— AIM OF THE EXERCISE —
Find all the lines in the material below with the word "options", and copy them.
============
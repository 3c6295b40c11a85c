//! Tracing configuration for the gobundle CLI.
//!
//! All output goes to stderr so the deploy command owns stdout.

use std::io;
pub use tracing::Level;
use tracing_subscriber::{filter::EnvFilter, layer::SubscriberExt, util::SubscriberInitExt};

/// Crates whose events are shown at the configured level.
const TARGETS: [&str; 3] = ["gobundle", "gobundle_core", "gobundle_gobuild"];

/// Tracing output format options
#[derive(Debug, Clone, Copy, PartialEq, Eq, clap::ValueEnum)]
pub enum TracingFormat {
    /// Compact single-line format
    Compact,
    /// Structured JSON format
    Json,
}

/// Log level options for CLI
#[derive(Debug, Clone, Copy, PartialEq, Eq, clap::ValueEnum)]
pub enum LogLevel {
    /// Show all logs (trace level)
    Trace,
    /// Show debug and above
    Debug,
    /// Show info and above
    Info,
    /// Show warnings and above (default)
    Warn,
    /// Show errors only
    Error,
}

impl From<LogLevel> for Level {
    fn from(level: LogLevel) -> Self {
        match level {
            LogLevel::Trace => Self::TRACE,
            LogLevel::Debug => Self::DEBUG,
            LogLevel::Info => Self::INFO,
            LogLevel::Warn => Self::WARN,
            LogLevel::Error => Self::ERROR,
        }
    }
}

/// Tracing configuration
#[derive(Debug, Clone)]
pub struct TracingConfig {
    /// Output format.
    pub format: TracingFormat,
    /// Level applied to the gobundle crates when `RUST_LOG` is unset.
    pub level: Level,
}

impl Default for TracingConfig {
    fn default() -> Self {
        Self {
            format: TracingFormat::Compact,
            level: Level::WARN,
        }
    }
}

/// Directive string enabling `level` for every gobundle crate.
#[must_use]
pub fn default_filter(level: Level) -> String {
    let level = level.as_str().to_lowercase();
    TARGETS
        .iter()
        .map(|target| format!("{target}={level}"))
        .collect::<Vec<_>>()
        .join(",")
}

/// Initialize tracing with the given configuration.
///
/// `RUST_LOG` takes precedence over the configured level.
///
/// # Errors
///
/// Fails if the filter is invalid or a global subscriber is already set.
pub fn init_tracing(config: &TracingConfig) -> miette::Result<()> {
    let env_filter = EnvFilter::try_from_default_env()
        .or_else(|_| EnvFilter::try_new(default_filter(config.level)))
        .map_err(|e| miette::miette!("Failed to create tracing filter: {e}"))?;

    let registry = tracing_subscriber::registry().with(env_filter);

    match config.format {
        TracingFormat::Compact => {
            let layer = tracing_subscriber::fmt::layer()
                .compact()
                .with_writer(io::stderr)
                .with_target(false);

            registry
                .with(layer)
                .try_init()
                .map_err(|e| miette::miette!("Failed to initialize tracing: {e}"))?;
        }
        TracingFormat::Json => {
            let layer = tracing_subscriber::fmt::layer()
                .json()
                .with_writer(io::stderr)
                .with_current_span(true);

            registry
                .with(layer)
                .try_init()
                .map_err(|e| miette::miette!("Failed to initialize tracing: {e}"))?;
        }
    }

    tracing::debug!(
        version = env!("CARGO_PKG_VERSION"),
        format = ?config.format,
        "Tracing initialized for gobundle"
    );
    Ok(())
}

#[cfg(test)]
mod tests {
    use super::*;

    #[test]
    fn test_default_filter_covers_all_crates() {
        assert_eq!(
            default_filter(Level::DEBUG),
            "gobundle=debug,gobundle_core=debug,gobundle_gobuild=debug"
        );
    }

    #[test]
    fn test_log_level_conversion() {
        assert_eq!(Level::from(LogLevel::Trace), Level::TRACE);
        assert_eq!(Level::from(LogLevel::Warn), Level::WARN);
        assert_eq!(Level::from(LogLevel::Error), Level::ERROR);
    }
}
============
— RESPONSE BELOW —
/// Tracing output format options
/// Log level options for CLI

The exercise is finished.